4) Dal tuo osservatorio privilegiato hai avuto modo di vedere nascere, crescere, scalare o fallire in questi anni diverse realtà imprenditoriali. Potresti indicarci quali sono, nella tua esperienza, i principali fattori critici alla base del successo di una startup e gli errori più frequenti che, invece, hai visto commettere?

 

Massimo: La casistica a mia disposizione sembra esprimere una verità incontrovertibile: il successo della startup dipende quasi esclusivamente dal capitale umano disponibile all'interno dei suoi founders, i quali devono esprimere una profonda conoscenza tecnica (nel mio caso sono favorito dall'estrazione accademica di una percentuale considerevole delle compagini che seguiamo) ma che va accompagnata dalla disponibilità a investire fattori di propria pertinenza e segnatamente tempo e (in misura meno rilevante) soldi.

 

Chi può mettere sul piatto della bilancia sin dal momento iniziale la disponibilità a impegnare questi fattori ha davvero la possibilità di vedere davanti ai propri occhi un processo di nascita e consolidamento della propria creatura imprenditoriale. Le startup di successo non sono appannaggio dei turisti dell'imprenditorialità.

 

 

5) Il successo di una startup dipende da un mix di elementi: visione strategica, competenze tecniche ma soprattutto elevate capacità di execution. In linea con tale scopo, nel corso degli ultimi anni stiamo assistendo ad un crescente ricorso a figure di Temporary e Fractional Manager in grado di accompagnare le startup nelle fasi di crescita e sviluppo.

 

Come valuti tali "formule di accompagnamento manageriale" anche alla luce delle misure agevolative del MISE, Invitalia e Simest che mirano a favorire l'introduzione in azienda di figure come l'Innovation Manager e il Temporary Export Manager?     

 

Massimo: Ne sono assolutamente favorevole. Noi stessi in alcune circostanze spingiamo per l'adozione di soluzioni organizzative di questo tipo, anche se non sempre il contesto sembra maturo per questi percorsi.

 

Occorre lavorare moltissimo sulla certificazione delle professionalità acquisibili con queste formule perché imprenditori vulnerabili, come per definizione sono gli startupper, non possono permettersi di sbagliare e devono essere assistiti da un grado di fiducia certamente massiccio nell'abbracciare queste ipotesi gestionali.
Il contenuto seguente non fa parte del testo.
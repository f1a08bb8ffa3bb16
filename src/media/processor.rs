use async_trait::async_trait;
use serde::Deserialize;
use std::collections::HashMap;
use std::path::Path;
use tokio_util::sync::CancellationToken;
use tracing::{info, debug, warn};

use crate::config::MediaConfig;
use crate::error::{Result, MediaOpsError};
use super::{
    Chapter, MediaCommandBuilder, MediaMetadata, MetadataProbe, StepExecutor, StepOutcome,
    StepRequest,
};

#[derive(Debug, Deserialize)]
struct FfprobeFormat {
    duration: Option<String>,
    #[serde(default)]
    size: Option<String>,
    #[serde(default)]
    format_name: Option<String>,
}

#[derive(Debug, Deserialize)]
struct FfprobeChapter {
    start_time: Option<String>,
    end_time: Option<String>,
    #[serde(default)]
    tags: HashMap<String, String>,
}

#[derive(Debug, Deserialize)]
struct FfprobeOutput {
    format: Option<FfprobeFormat>,
    #[serde(default)]
    chapters: Vec<FfprobeChapter>,
}

fn parse_seconds(value: Option<&String>) -> Option<f64> {
    value
        .and_then(|s| s.trim().parse::<f64>().ok())
        .filter(|v| v.is_finite())
}

/// Parse `ffprobe -show_format -show_chapters` JSON output
pub fn parse_ffprobe_json(json: &str) -> Result<MediaMetadata> {
    let output: FfprobeOutput = serde_json::from_str(json)
        .map_err(|e| MediaOpsError::Probe(format!("Failed to parse ffprobe JSON: {}", e)))?;

    let format = output.format.as_ref();
    let duration = format
        .and_then(|f| parse_seconds(f.duration.as_ref()))
        .unwrap_or(0.0);
    let size = format
        .and_then(|f| f.size.as_ref())
        .and_then(|s| s.parse::<u64>().ok());
    let format_name = format.and_then(|f| f.format_name.clone());

    let chapters = output
        .chapters
        .iter()
        .enumerate()
        .filter_map(|(i, chapter)| {
            let start = parse_seconds(chapter.start_time.as_ref())?;
            let end = parse_seconds(chapter.end_time.as_ref())?;
            let index = i as u32 + 1;
            let title = chapter
                .tags
                .get("title")
                .map(|t| t.trim().to_string())
                .filter(|t| !t.is_empty())
                .unwrap_or_else(|| format!("Chapter {}", index));
            Some(Chapter { index, title, start, end })
        })
        .collect();

    Ok(MediaMetadata {
        duration,
        chapters,
        format_name,
        size,
    })
}

/// ffmpeg/ffprobe backed implementation of the media collaborators
pub struct FfmpegProcessor {
    config: MediaConfig,
    ffmpeg: MediaCommandBuilder,
    ffprobe: MediaCommandBuilder,
}

impl FfmpegProcessor {
    pub fn new(config: MediaConfig) -> Self {
        let ffmpeg = MediaCommandBuilder::new(&config.ffmpeg_path);
        let ffprobe = MediaCommandBuilder::new(&config.ffprobe_path);

        Self {
            config,
            ffmpeg,
            ffprobe,
        }
    }

    /// Check that both ffmpeg and ffprobe can be executed
    pub async fn check_availability(&self) -> Result<()> {
        for builder in [&self.ffmpeg, &self.ffprobe] {
            let output = builder.version_check().execute().await?;
            let version_info = String::from_utf8_lossy(&output.stdout);
            debug!("{}", version_info.lines().next().unwrap_or("Unknown version"));
        }

        info!("Media processor is available");
        Ok(())
    }
}

#[async_trait]
impl MetadataProbe for FfmpegProcessor {
    async fn probe(&self, path: &Path) -> Result<MediaMetadata> {
        debug!("Probing media metadata for {}", path.display());

        let output = self
            .ffprobe
            .probe(path)
            .execute()
            .await
            .map_err(|e| MediaOpsError::Probe(e.to_string()))?;

        let metadata = parse_ffprobe_json(&String::from_utf8_lossy(&output.stdout))?;
        debug!(
            "Probed {}: {:.3}s, {} chapters",
            path.display(),
            metadata.duration,
            metadata.chapters.len()
        );
        Ok(metadata)
    }
}

#[async_trait]
impl StepExecutor for FfmpegProcessor {
    async fn execute_step(
        &self,
        request: &StepRequest,
        cancel: &CancellationToken,
    ) -> Result<StepOutcome> {
        let command = self.ffmpeg.segment(
            request.source.as_path(),
            request.start,
            request.duration,
            request.output_path.as_path(),
            &self.config.output_options,
        );

        match command.run(cancel, self.config.step_timeout()).await {
            Ok(_) if request.output_path.exists() => {
                Ok(StepOutcome::succeeded(request.output_path.clone()))
            }
            Ok(_) => Ok(StepOutcome::failed(format!(
                "ffmpeg reported success but {} was not written",
                request.output_path.display()
            ))),
            Err(e @ (MediaOpsError::Cancelled | MediaOpsError::Timeout(_))) => {
                // The child was killed mid-write
                discard_partial_output(&request.output_path).await;
                match e {
                    MediaOpsError::Cancelled => Err(e),
                    _ => {
                        warn!("Segment {} failed: {}", request.output_path.display(), e);
                        Ok(StepOutcome::failed(e.to_string()))
                    }
                }
            }
            Err(e) => {
                warn!("Segment {} failed: {}", request.output_path.display(), e);
                Ok(StepOutcome::failed(e.to_string()))
            }
        }
    }
}

async fn discard_partial_output(path: &Path) {
    match tokio::fs::remove_file(path).await {
        Ok(()) => debug!("Removed partial output {}", path.display()),
        Err(e) if e.kind() == std::io::ErrorKind::NotFound => {}
        Err(e) => warn!("Failed to remove partial output {}: {}", path.display(), e),
    }
}
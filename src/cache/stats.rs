//! Cache Statistics Module
//!
//! Tracks cache performance metrics including hits, misses, expirations and
//! budget rejections.

use std::sync::atomic::{AtomicU64, Ordering};

use serde::Serialize;

// == Cache Counters ==
/// Live counters shared by every handle of a cache.
///
/// Atomics so that operations holding only shared access can record hits.
#[derive(Debug, Default)]
pub struct CacheCounters {
    hits: AtomicU64,
    misses: AtomicU64,
    expired: AtomicU64,
    rejected: AtomicU64,
}

impl CacheCounters {
    pub fn record_hit(&self) {
        self.hits.fetch_add(1, Ordering::Relaxed);
    }

    pub fn record_miss(&self) {
        self.misses.fetch_add(1, Ordering::Relaxed);
    }

    pub fn record_expired(&self, count: u64) {
        self.expired.fetch_add(count, Ordering::Relaxed);
    }

    pub fn record_rejection(&self) {
        self.rejected.fetch_add(1, Ordering::Relaxed);
    }

    /// Copies the counters into a fresh [`CacheStats`] with empty size fields.
    pub fn snapshot(&self) -> CacheStats {
        CacheStats {
            hits: self.hits.load(Ordering::Relaxed),
            misses: self.misses.load(Ordering::Relaxed),
            expired: self.expired.load(Ordering::Relaxed),
            rejected: self.rejected.load(Ordering::Relaxed),
            ..CacheStats::default()
        }
    }
}

// == Cache Stats ==
/// Point-in-time view of cache metrics.
#[derive(Debug, Clone, Default, PartialEq, Serialize)]
pub struct CacheStats {
    /// Number of successful cache retrievals
    pub hits: u64,
    /// Number of failed cache retrievals (key not found or expired)
    pub misses: u64,
    /// Number of entries removed because their TTL elapsed
    pub expired: u64,
    /// Number of inserts evicted by the memory budget
    pub rejected: u64,
    /// Current number of entries in the cache
    pub total_entries: u64,
    /// Approximate bytes held by stored entries
    pub current_size: u64,
    /// Configured budget in bytes, 0 = unbounded
    pub max_size: u64,
    /// Canonical form of the configured budget, if any
    pub max_memory: Option<String>,
}

impl CacheStats {
    // == Hit Rate ==
    /// Calculates the cache hit rate.
    ///
    /// Returns hits / (hits + misses), or 0.0 if no requests have been made.
    pub fn hit_rate(&self) -> f64 {
        let total = self.hits + self.misses;
        if total == 0 {
            0.0
        } else {
            self.hits as f64 / total as f64
        }
    }
}
//! Mem Cache - An embeddable in-process cache
//!
//! Provides a thread-safe key/value store with per-entry TTL expiration, a
//! soft memory budget and a background sweeper for expired entries.

pub mod cache;
pub mod config;
pub mod error;
pub mod tasks;

pub use cache::{parse_size, MemCache, SetOutcome};
pub use config::Config;
pub use error::{CacheError, Result};
pub use tasks::{spawn_sweeper, SweeperHandle};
Credo che anche il ruolo di incubatori e acceleratori possa svilupparsi come fattore garante al fianco degli startupper.

 

E' altrettanto vero però che i casi di startup completamente eterodirette e, alla fine, non conflittuali, si contano sulle dita di una mano e sono legati a imprenditorialità molto visionarie, che delegano la fase di execution per avocare a se soprattutto la guida strategica.